對于晚期NSCLC,其治療目的是延長生存期、改善生活質量,傳統治療手段包括化療和放療,但患者總生存率很低[16]。近年來隨著腫瘤免疫治療不斷發展,免疫療法已成為肺癌的有效治療策略。大量研究證實免疫細胞浸潤影響腫瘤的發生和復發,是決定免疫治療療效的重要因素[17]。因而,腫瘤微環境中免疫細胞功能成為研究熱點。腫瘤浸潤性淋巴細胞包括T細胞、自然殺傷細胞(nature killer cell,NK細胞)、巨噬細胞和DC等。其中DC作為抗原遞呈細胞,參與處理、遞呈抗原從而介導機體的免疫應答。活化的CD4+ T細胞一方面與CD8+ T細胞、NK細胞等發揮協同抗腫瘤功能;另一方面部分活化的CD4+ T細胞可直接對體內的腫瘤產生殺傷作用。

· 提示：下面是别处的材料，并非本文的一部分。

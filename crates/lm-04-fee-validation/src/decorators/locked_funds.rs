//! Release escrowed funds so the fee deduction that follows can succeed.

use lm_01_escrow_ledger::{EscrowApi, UnlockOutcome};
use shared_types::{Context, Tx};
use tracing::debug;

use crate::chain::AnteDecorator;
use crate::errors::AnteError;

pub struct CheckLockedFundsDecorator<'k> {
    escrow: &'k dyn EscrowApi,
}

impl<'k> CheckLockedFundsDecorator<'k> {
    pub fn new(escrow: &'k dyn EscrowApi) -> Self {
        Self { escrow }
    }
}

impl AnteDecorator for CheckLockedFundsDecorator<'_> {
    fn name(&self) -> &'static str {
        "check_locked_funds"
    }

    fn ante_handle(&self, ctx: &mut Context<'_>, tx: &Tx, _simulate: bool) -> Result<(), AnteError> {
        let payer = tx.fee_payer();
        if !tx.has_anchor_msgs() || !self.escrow.is_locked(ctx, &payer)? {
            return Ok(());
        }
        match self.escrow.unlock_for_fees(ctx, &payer, &tx.fee)? {
            UnlockOutcome::Insufficient { locked, available } => {
                // Left for fee deduction to reject.
                debug!(
                    "[ante] {} cannot cover {} (locked {}, available {})",
                    payer, tx.fee, locked, available
                );
            }
            outcome => debug!("[ante] unlock for {}: {:?}", payer, outcome),
        }
        Ok(())
    }
}
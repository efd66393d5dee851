//! # Fee Admission Flows
//!
//! Anchor transactions against the standard admission chain: exact-fee
//! pricing on admission, payer ownership, denomination checks and the
//! fee staying paid when a message fails.

#[cfg(test)]
mod tests {
    use shared_types::{Address, Coin, Coins, Tx, U256};

    use crate::harness::LedgerHarness;

    fn owner() -> Address {
        Address::new([0x0A; 20])
    }

    /// Owner with a registered chain and `extra` locked beyond the
    /// registration fee.
    fn setup(extra: u64) -> (LedgerHarness, u64) {
        let mut h = LedgerHarness::new();
        let fee_register = h.app.config().anchor.fee_register;
        h.fund_locked(owner(), fee_register + extra);
        let chain_id = h.register(owner(), "alpha").unwrap();
        (h, chain_id)
    }

    // =========================================================================
    // EXACT FEE
    // =========================================================================

    #[test]
    fn test_record_fee_must_match_schedule_on_admission() {
        let (mut h, chain_id) = setup(100);
        let fee = h.app.config().anchor.fee_record;
        let msg = || LedgerHarness::record_msg(owner(), chain_id, 1);

        let err = h.check(vec![msg()], fee - 1).unwrap_err();
        assert_eq!(err.code(), 401);
        let err = h.check(vec![msg()], fee + 1).unwrap_err();
        assert_eq!(err.code(), 402);
        h.check(vec![msg()], fee).unwrap();

        // admission kept nothing
        assert_eq!(h.locked(owner()), U256::from(100u64));
        h.deliver(vec![msg()], fee).unwrap();
        assert_eq!(h.locked(owner()), U256::from(100 - fee));
    }

    #[test]
    fn test_multi_message_fee_is_summed() {
        let (mut h, chain_id) = setup(100);
        let params = h.app.config().anchor.clone();
        let msgs = vec![
            LedgerHarness::record_msg(owner(), chain_id, 1),
            LedgerHarness::record_msg(owner(), chain_id, 2),
            LedgerHarness::purchase_msg(owner(), chain_id, 2),
        ];
        let expected = 2 * params.fee_record + 2 * params.fee_purchase_storage;
        assert_eq!(h.check(msgs.clone(), expected - 1).unwrap_err().code(), 401);
        h.check(msgs.clone(), expected).unwrap();
        h.deliver(msgs, expected).unwrap();
        assert_eq!(h.block_heights(chain_id), vec![1, 2]);
    }

    #[test]
    fn test_wrong_fee_denomination() {
        let (mut h, chain_id) = setup(100);
        let tx = Tx::new(
            vec![LedgerHarness::record_msg(owner(), chain_id, 1)],
            Coins::single(Coin::new("uatom", 10u64)),
        );
        assert_eq!(h.app.check_tx(&tx).unwrap_err().code(), 403);
    }

    // =========================================================================
    // PAYER AND OWNERSHIP
    // =========================================================================

    #[test]
    fn test_payer_must_own_every_anchor_message() {
        let (mut h, chain_id) = setup(100);
        let payer = Address::new([0x0B; 20]);
        h.fund_locked(payer, 100);
        let fee = h.app.config().anchor.fee_record;

        let tx = Tx::new(vec![LedgerHarness::record_msg(owner(), chain_id, 1)], h.coins(fee)).with_fee_payer(payer);
        let err = h.app.deliver_tx(&tx).unwrap_err();
        assert_eq!(err.code(), 405);
        assert_eq!(h.locked(payer), U256::from(100u64));
    }

    #[test]
    fn test_unfunded_payer_rejected_before_mutation() {
        let mut h = LedgerHarness::new();
        let fee = h.app.config().anchor.fee_register;
        let err = h.deliver(vec![LedgerHarness::register_msg(owner(), "alpha")], fee).unwrap_err();
        assert_eq!(err.code(), 404);
        assert!(h.app.query(|ctx, k| k.anchor.all_chains(ctx).unwrap()).is_empty());
    }

    // =========================================================================
    // FEE KEPT ON MESSAGE FAILURE
    // =========================================================================

    #[test]
    fn test_fee_paid_when_a_later_message_fails() {
        let (mut h, chain_id) = setup(100);
        let fee = h.app.config().anchor.fee_record;
        let msgs = vec![
            LedgerHarness::record_msg(owner(), chain_id, 1),
            // unknown chain
            LedgerHarness::record_msg(owner(), chain_id + 7, 1),
        ];
        let err = h.deliver(msgs, 2 * fee).unwrap_err();
        assert_eq!(err.code(), 302);

        // first record rolled back with the second, fee still taken
        assert!(h.block_heights(chain_id).is_empty());
        assert_eq!(h.locked(owner()), U256::from(100 - 2 * fee));
        h.app.assert_invariants().unwrap();
    }

    #[test]
    fn test_sequence_advances_only_when_admitted() {
        let (mut h, chain_id) = setup(100);
        let fee = h.app.config().anchor.fee_record;
        let seq = |h: &mut LedgerHarness| {
            h.app
                .query(|ctx, _| lm_04_fee_validation::sequence(ctx, &owner()).unwrap())
        };
        let before = seq(&mut h);
        h.record(owner(), chain_id, 1).unwrap();
        assert_eq!(seq(&mut h), before + 1);

        let tx = Tx::new(
            vec![LedgerHarness::record_msg(owner(), chain_id, 2)],
            Coins::single(Coin::new("uatom", fee)),
        );
        assert!(h.app.deliver_tx(&tx).is_err());
        assert_eq!(seq(&mut h), before + 1);
    }
}
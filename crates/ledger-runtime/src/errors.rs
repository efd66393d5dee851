//! Runtime error taxonomy.

use lm_01_escrow_ledger::EscrowError;
use lm_02_purchase_orders::OrderError;
use lm_03_anchor_storage::AnchorError;
use lm_04_fee_validation::AnteError;
use shared_types::BlockInfo;
use thiserror::Error;

use crate::genesis::GenesisError;

#[derive(Debug, Error)]
pub enum RuntimeError {
    /// A fatal error stopped block processing earlier.
    #[error("ledger halted: {0}")]
    Halted(String),

    #[error("block {next:?} does not follow {current:?}")]
    InvalidBlock { current: BlockInfo, next: BlockInfo },

    #[error("invalid config: {0}")]
    Config(String),

    /// Stored counters disagree with stored records. Chain-halting.
    #[error("state invariant broken: {0}")]
    Invariant(String),

    #[error(transparent)]
    Ante(#[from] AnteError),

    #[error(transparent)]
    Escrow(#[from] EscrowError),

    #[error(transparent)]
    Orders(#[from] OrderError),

    #[error(transparent)]
    Anchor(#[from] AnchorError),

    #[error(transparent)]
    Genesis(#[from] GenesisError),
}

impl RuntimeError {
    /// Numeric code surfaced to the submitter. Module failures keep the
    /// code of the module that raised them.
    pub fn code(&self) -> u32 {
        match self {
            RuntimeError::Halted(_) => 501,
            RuntimeError::InvalidBlock { .. } => 502,
            RuntimeError::Config(_) => 503,
            RuntimeError::Invariant(_) => 504,
            RuntimeError::Ante(e) => e.code(),
            RuntimeError::Escrow(e) => e.code(),
            RuntimeError::Orders(e) => e.code(),
            RuntimeError::Anchor(e) => e.code(),
            RuntimeError::Genesis(e) => e.code(),
        }
    }

    pub fn is_fatal(&self) -> bool {
        match self {
            RuntimeError::Invariant(_) => true,
            RuntimeError::Ante(e) => e.is_fatal(),
            RuntimeError::Escrow(e) => e.is_fatal(),
            RuntimeError::Orders(e) => e.is_fatal(),
            _ => false,
        }
    }
}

Treg主要參與腫瘤免疫抑制和腫瘤免疫逃逸過程[18]。效應記憶CD4+ T細胞可能通過高表達免疫抑制性細胞因子部分參與腫瘤進展。腫瘤相關巨噬細胞通過促進腫瘤血管生成、腫瘤細胞遷移以及募集免疫抑制性細胞誘導免疫失能造成腫瘤免疫逃逸[19]。本研究發現POLD1表達水平與LUAD、LUSC內活化的CD4+ T淋巴細胞呈正相關,與效應記憶CD4+ T細胞、巨噬細胞呈負相關,與LUSC中Treg呈負相關,提示POLD1高表達可能增強免疫細胞敏感性,有助于抗腫瘤免疫治療療效。近年來越來越多的研究也證實POLD1突變是免疫治療獲益的獨立危險因素[20]。因此,POLD1可能成為NSCLC免疫治療療效預測的新標志物。
綜上所述,POLD1在LUAD及LUSC組織中呈高表達,且與LUAD患者預后呈負相關。此外,POLD1表達水平與NSCLC的免疫浸潤有關,有望成為NSCLC潛在的免疫治療療效及預后標志物。
利益沖突:本研究不涉及任何利益沖突。